Clients fearing saying the wrong thing Clients having a limited education Clients not being fluent in the same language as the nurse

While performing an assessment, the nurse recognizes that the nurse's own personal biases may be interfering with the collection of data. What step should the nurse take to ensure that the information is factual and accurate?

Consult with another nurse for that colleague's description of the assessment or observations.

The night shift nurse is caring for a hospitalized client who reports being unable to sleep. The client states, "I just can't sleep here. I miss my home. There are too many lights and it is too hot." Which would be the best nursing diagnosis for this client?

Disturbed sleep pattern

A client with a history of benign prostatic hyperplasia presents to the emergency room with reports of urinary retention. The nurse collects data related to the client's voiding patterns, weight gain, fluid intake, urine volume in the bladder, and level of suprapubic discomfort. What type of assessment is the nurse performing?

Focused

What must the nurse do to identify actual or potential health problems?

Gather data from sources

After performing the admission assessment on an older adult client, the nurse documents the following, "Client observed fidgeting with covers; facial grimacing when turning from side to side." This documentation is an example of which type of data?

Objective

Which nursing skill uses all five senses?

Observation

What should the nurse do prior to performing an initial assessment on a newly admitted client?

Review the records available on the client.

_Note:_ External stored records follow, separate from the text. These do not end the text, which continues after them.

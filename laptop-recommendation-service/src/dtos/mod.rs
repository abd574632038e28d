pub mod recommendation;

pub use recommendation::{LaptopRecommendationRequest, LaptopRecommendationResponse};
use std::net::{IpAddr, Ipv4Addr};
use std::path::{Path, PathBuf};
use std::time::Duration;

use anyhow::Context;
use directories_next::ProjectDirs;
use serde::Deserialize;

/// Looked up in the working directory when no path is given.
const DEFAULT_CONFIG_FILE: &str = "snipbin.toml";

#[derive(Debug, Clone, Deserialize)]
#[serde(default)]
pub struct Config {
    pub base_url: String,
    pub host: IpAddr,
    pub port: u16,
    pub storage: Storage,
    pub limits: Limits,
}

impl Default for Config {
    fn default() -> Self {
        Config {
            base_url: "http://127.0.0.1:8080".to_owned(),
            host: IpAddr::V4(Ipv4Addr::LOCALHOST),
            port: 8080,
            storage: Storage::default(),
            limits: Limits::default(),
        }
    }
}

impl Config {
    /// Load from `path`, or from `snipbin.toml` if it exists, or fall back to defaults.
    pub fn load(path: Option<&Path>) -> anyhow::Result<Self> {
        let path = match path {
            Some(path) => path,
            None if Path::new(DEFAULT_CONFIG_FILE).exists() => Path::new(DEFAULT_CONFIG_FILE),
            None => return Ok(Config::default()),
        };

        let contents = std::fs::read_to_string(path)
            .with_context(|| format!("failed to read config {}", path.display()))?;
        Self::parse(&contents).with_context(|| format!("failed to parse config {}", path.display()))
    }

    pub fn parse(contents: &str) -> anyhow::Result<Self> {
        Ok(toml::from_str(contents)?)
    }

    /// Public URL of a paste.
    pub fn paste_url(&self, id: &str) -> String {
        format!("{}/v/{id}", self.base_url.trim_end_matches('/'))
    }
}

#[derive(Debug, Clone, Default, Deserialize)]
#[serde(default)]
pub struct Storage {
    pub kind: StorageKind,
    pub file: FileStorage,
    #[cfg(feature = "s3")]
    pub s3: Option<S3Storage>,
}

#[derive(Debug, Clone, Deserialize)]
#[serde(default)]
pub struct FileStorage {
    pub dir: PathBuf,
}

impl Default for FileStorage {
    fn default() -> Self {
        let dir = ProjectDirs::from("", "", "snipbin")
            .map(|dirs| dirs.data_dir().join("pastes"))
            .unwrap_or_else(|| PathBuf::from("pastes"));
        FileStorage { dir }
    }
}

/// Any S3-compatible bucket. For Google Cloud Storage point `endpoint` at
/// `https://storage.googleapis.com` and use HMAC keys.
#[derive(Debug, Clone, Deserialize)]
#[cfg(feature = "s3")]
pub struct S3Storage {
    pub bucket: String,
    pub region: Option<String>,
    pub endpoint: Option<String>,
    pub prefix: Option<String>,
}

#[derive(Debug, Clone, Copy, Default, PartialEq, Eq, Deserialize)]
#[serde(rename_all = "lowercase")]
pub enum StorageKind {
    #[default]
    File,
    Memory,
    #[cfg(feature = "s3")]
    S3,
}

#[derive(Debug, Clone, Deserialize)]
#[serde(default)]
pub struct Limits {
    pub max_upload_size: usize,
    pub storage_timeout_secs: u64,
}

impl Default for Limits {
    fn default() -> Self {
        Limits {
            max_upload_size: 1024 * 1024,
            storage_timeout_secs: 10,
        }
    }
}

impl Limits {
    pub fn storage_timeout(&self) -> Duration {
        Duration::from_secs(self.storage_timeout_secs)
    }
}
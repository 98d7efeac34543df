use aws_config::retry::RetryConfig;
use aws_config::BehaviorVersion;
use aws_sdk_s3 as s3;
use bytes::Bytes;
use s3::primitives::ByteStream;

use super::Storage;
use crate::AppError;

#[derive(Clone)]
pub struct S3Storage {
    client: s3::Client,
    bucket: String,
    prefix: Option<String>,
}

impl S3Storage {
    pub async fn new(
        bucket: &str,
        region: Option<&str>,
        endpoint: Option<&str>,
        prefix: Option<&str>,
    ) -> Self {
        let client = {
            // failures surface once; the caller decides whether to try again
            let mut config_loader =
                aws_config::defaults(BehaviorVersion::latest()).retry_config(RetryConfig::disabled());
            if let Some(region) = region {
                config_loader = config_loader.region(s3::config::Region::new(region.to_owned()));
            }
            if let Some(endpoint) = endpoint {
                config_loader = config_loader.endpoint_url(endpoint);
            }
            let sdk_config = config_loader.load().await;

            // custom endpoints (MinIO, GCS interop) generally need path-style addressing
            let s3_config = s3::config::Builder::from(&sdk_config)
                .force_path_style(endpoint.is_some())
                .build();

            s3::Client::from_conf(s3_config)
        };

        S3Storage {
            client,
            bucket: bucket.into(),
            prefix: prefix
                .map(|p| p.trim_matches('/').to_owned())
                .filter(|p| !p.is_empty()),
        }
    }

    fn full_key(&self, key: &str) -> String {
        match &self.prefix {
            Some(prefix) => format!("{prefix}/{key}"),
            None => key.to_owned(),
        }
    }
}

impl Storage for S3Storage {
    async fn get_object(&mut self, key: &str) -> crate::AppResult<Bytes> {
        let object = self
            .client
            .get_object()
            .bucket(&self.bucket)
            .key(self.full_key(key))
            .send()
            .await?;
        let bytes = object
            .body
            .collect()
            .await
            .map_err(AppError::storage)?
            .into_bytes();
        Ok(bytes)
    }

    async fn put_object(&mut self, key: &str, data: Bytes) -> crate::AppResult<()> {
        self.client
            .put_object()
            .bucket(&self.bucket)
            .key(self.full_key(key))
            .content_type("application/json")
            .body(ByteStream::from(data))
            .send()
            .await?;
        Ok(())
    }
}
use chrono::{DateTime, Utc};
use serde::{Deserialize, Serialize};

use crate::models::{self, Language, PasteRecord};

fn default_lang() -> String {
    Language::DEFAULT_LABEL.to_owned()
}

#[derive(Deserialize)]
pub struct CreatePaste {
    pub code: String,
    #[serde(default = "default_lang")]
    pub lang: String,
}

#[derive(Serialize)]
pub struct CreatedPaste {
    pub id: String,
    pub url: String,
    pub expires_at: DateTime<Utc>,
}

#[derive(Serialize)]
pub struct PasteView {
    pub id: String,
    pub code: String,
    pub lang: String,
    pub language_name: String,
    pub expires_at: DateTime<Utc>,
}

impl From<PasteRecord> for PasteView {
    fn from(record: PasteRecord) -> Self {
        PasteView {
            language_name: models::display_name(&record.lang).to_owned(),
            id: record.id,
            code: record.code,
            lang: record.lang,
            expires_at: record.expires_at,
        }
    }
}

#[derive(Serialize)]
pub struct LanguageEntry {
    pub label: &'static str,
    pub name: &'static str,
}

impl From<Language> for LanguageEntry {
    fn from(lang: Language) -> Self {
        LanguageEntry {
            label: lang.label(),
            name: lang.display_name(),
        }
    }
}
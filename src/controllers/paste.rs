use std::future::Future;
use std::time::Duration;

use chrono::Utc;
use tracing::{debug, info, warn};
use uuid::Uuid;

use crate::models::PasteRecord;
use crate::storage;
use crate::{App, AppError, AppResult};

/// How long a paste stays visible after creation.
pub const RETENTION_DAYS: i64 = 30;

/// Length of generated paste ids, in hex digits.
const ID_LEN: usize = 16;

const MAX_ID_LEN: usize = 64;

/// Store a new paste and return it.
pub async fn create(app: &mut App, code: &str, lang: &str) -> AppResult<PasteRecord> {
    if code.trim().is_empty() {
        return Err(AppError::EmptySnippet);
    }

    let record = PasteRecord {
        id: generate_id(),
        code: code.to_owned(),
        lang: lang.to_owned(),
        expires_at: Utc::now() + chrono::Duration::days(RETENTION_DAYS),
    };

    info!(
        "new paste: key='{id}', lang='{lang}', size={size}",
        id = record.id,
        size = record.code.len()
    );

    bounded(
        app.config.limits.storage_timeout(),
        storage::put_paste(&mut app.storage, &record),
    )
    .await?;

    Ok(record)
}

/// Fetch a live paste. Absent, expired and unreadable pastes are all `NotFound`.
pub async fn retrieve(app: &mut App, id: &str) -> AppResult<PasteRecord> {
    if !is_valid_id(id) {
        return Err(AppError::NotFound);
    }

    let data = bounded(
        app.config.limits.storage_timeout(),
        storage::get_paste(&mut app.storage, id),
    )
    .await?;

    let record: PasteRecord = match serde_json::from_slice(&data) {
        Ok(record) => record,
        Err(err) => {
            warn!("unreadable paste: key='{id}': {err}");
            return Err(AppError::NotFound);
        }
    };

    if !record.is_live_at(Utc::now()) {
        debug!("paste expired: key='{id}'");
        return Err(AppError::NotFound);
    }

    Ok(record)
}

fn generate_id() -> String {
    let mut id = Uuid::new_v4().simple().to_string();
    id.truncate(ID_LEN);
    id
}

fn is_valid_id(id: &str) -> bool {
    !id.is_empty()
        && id.len() <= MAX_ID_LEN
        && id
            .bytes()
            .all(|b| b.is_ascii_alphanumeric() || b == b'-' || b == b'_')
}

/// Run a storage call, giving up after `limit`.
async fn bounded<T>(limit: Duration, call: impl Future<Output = AppResult<T>>) -> AppResult<T> {
    tokio::time::timeout(limit, call).await?
}
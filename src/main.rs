use std::path::{Path, PathBuf};

use clap::{Parser, Subcommand};
use tracing_subscriber::EnvFilter;

mod commands;
mod config;
mod controllers;
mod error;
mod models;
mod storage;
mod types;

use config::Config;
pub(crate) use error::{AppError, AppResult};
use models::Language;
use storage::AnyStorage;

/// Everything a request needs. Cheap to clone.
#[derive(Clone)]
pub struct App {
    pub config: Config,
    pub storage: AnyStorage,
}

#[derive(Parser)]
#[command(version, about = "Share short-lived code snippets")]
struct Cli {
    /// Path to the TOML config file
    #[arg(short, long, env = "SNIPBIN_CONFIG")]
    config: Option<PathBuf>,

    #[command(subcommand)]
    command: Command,
}

#[derive(Subcommand)]
enum Command {
    /// Run the HTTP server
    Serve,
    /// Create a paste from a file or stdin and print its link
    Put {
        /// Language label
        #[arg(short, long, default_value = Language::DEFAULT_LABEL)]
        lang: String,
        /// File to upload; stdin when omitted
        file: Option<PathBuf>,
    },
    /// Print a paste
    Get {
        id: String,
        /// Print only the snippet
        #[arg(long)]
        raw: bool,
    },
    /// List known language labels
    Languages,
}

#[tokio::main]
async fn main() -> anyhow::Result<()> {
    tracing_subscriber::fmt()
        .with_env_filter(EnvFilter::try_from_default_env().unwrap_or_else(|_| "info".into()))
        .with_writer(std::io::stderr)
        .init();

    let cli = Cli::parse();
    let config_path = cli.config.as_deref();

    match cli.command {
        Command::Serve => commands::serve::run(load_app(config_path).await?).await,
        Command::Put { lang, file } => {
            commands::put::run(load_app(config_path).await?, &lang, file.as_deref()).await
        }
        Command::Get { id, raw } => {
            commands::get::run(load_app(config_path).await?, &id, raw).await
        }
        Command::Languages => {
            for lang in Language::ALL {
                println!("{:<12}{}", lang.label(), lang.display_name());
            }
            Ok(())
        }
    }
}

async fn load_app(config_path: Option<&Path>) -> anyhow::Result<App> {
    let config = Config::load(config_path)?;
    let storage = AnyStorage::from_config(&config.storage).await?;
    Ok(App { config, storage })
}
use axum::extract::rejection::JsonRejection;
use axum::http::StatusCode;
use axum::response::{IntoResponse, Response};
use thiserror::Error;
use tracing::error;

#[cfg(feature = "s3")]
use aws_sdk_s3 as s3;
#[cfg(feature = "s3")]
use s3::error::SdkError;

pub type AppResult<T> = std::result::Result<T, AppError>;

type BoxError = Box<dyn std::error::Error + Send + Sync + 'static>;

#[derive(Error, Debug)]
#[non_exhaustive]
pub enum AppError {
    /// Never existed, expired, or unreadable. Callers are not told which.
    #[error("snippet expired or not found")]
    NotFound,
    #[error("snippet is empty")]
    EmptySnippet,
    #[error("storage unavailable")]
    StorageUnavailable { source: BoxError },
    #[error("invalid request body")]
    BadRequest {
        #[from]
        source: JsonRejection,
    },
}

impl AppError {
    pub fn storage(source: impl Into<BoxError>) -> Self {
        AppError::StorageUnavailable {
            source: source.into(),
        }
    }
}

impl IntoResponse for AppError {
    fn into_response(self) -> Response {
        let status_code = match &self {
            AppError::NotFound => StatusCode::NOT_FOUND,
            AppError::EmptySnippet => StatusCode::BAD_REQUEST,
            AppError::StorageUnavailable { source } => {
                error!("storage failure: {source}");
                StatusCode::SERVICE_UNAVAILABLE
            }
            AppError::BadRequest { source } => source.status(),
        };

        (status_code, format!("{self}")).into_response()
    }
}

#[cfg(feature = "s3")]
impl From<SdkError<s3::operation::get_object::GetObjectError>> for AppError {
    fn from(source: SdkError<s3::operation::get_object::GetObjectError>) -> Self {
        match source.into_service_error() {
            s3::operation::get_object::GetObjectError::NoSuchKey(_) => AppError::NotFound,
            error => AppError::storage(error),
        }
    }
}

#[cfg(feature = "s3")]
impl From<SdkError<s3::operation::put_object::PutObjectError>> for AppError {
    fn from(source: SdkError<s3::operation::put_object::PutObjectError>) -> Self {
        AppError::storage(source)
    }
}

impl From<std::io::Error> for AppError {
    fn from(source: std::io::Error) -> Self {
        match source.kind() {
            std::io::ErrorKind::NotFound => AppError::NotFound,
            _ => AppError::storage(source),
        }
    }
}

impl From<serde_json::Error> for AppError {
    fn from(source: serde_json::Error) -> Self {
        AppError::storage(source)
    }
}

impl From<tokio::time::error::Elapsed> for AppError {
    fn from(source: tokio::time::error::Elapsed) -> Self {
        AppError::storage(source)
    }
}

When performing an assessment on an older adult client, the nurse discovers that the client needs a cane when walking and has problems seeing in the night. Under which stage of Maslow's Hierarchy of Needs Theory should the nurse cluster this data?

Safety and security

A client describes pain in the right leg as aching at 8/10 on a pain scale. What type of cue is a client's description of pain in the right leg?

Subjective

Which is the primary reason for a nurse collecting data continuously on a client?

The client's health status can change quickly.

A nurse caring for a client with a respiratory condition notices the client's breathing pattern is getting more irregular and the rate has greatly increased from 18 to 32 breaths per minute. The nurse notes that this client's vital signs are assessed once every shift, but believes the assessment should be done more frequently. Who is responsible for increasing the frequency of this client's assessments?

The nurse

The nurse is performing an assessment on an older adult client and notices that the blood pressure has increased from 140/82 to 198/120 mm Hg. This is a significant difference in the client's baseline. Who is ultimately responsible for reporting this significant change to the physician?

The nurse

A nurse is interviewing a new client admitted to the hospital for surgery. Which action would the nurse perform in the introductory phase of the interview?

The nurse assesses the client's comfort and ability to participate in the interview.

An experienced nurse is orienting a new nurse to the unit. Which activity demonstrates the nurse is an effective caregiver?

The nurse uses open-ended questions when working with a crying client.

A nurse is performing an admission assessment on a client who is scheduled for an elective surgery the next morning. When taking vital signs, the nurse finds that the client's temperature is 39.4°C (103°F). What should be the nurse's priority action?

Verbally report the finding immediately to the client's physician.

A nurse obtaining the most important information first during an assessment of a client is primarily an example of the nurse being:

able to prioritize.

The nurse is planning to do a physical assessment on a newly admitted client. The assessment will be a review of systems. This means the nurse plans to:

complete an exam of all body systems.

The purpose of obtaining a nursing history is to:

identify actual and potential health problems.

A nurse is preparing to interview a client as part of the assessment. The nurse demonstrates knowledge of communication skills when the nurse:

uses broad, open statements to communicate with the client.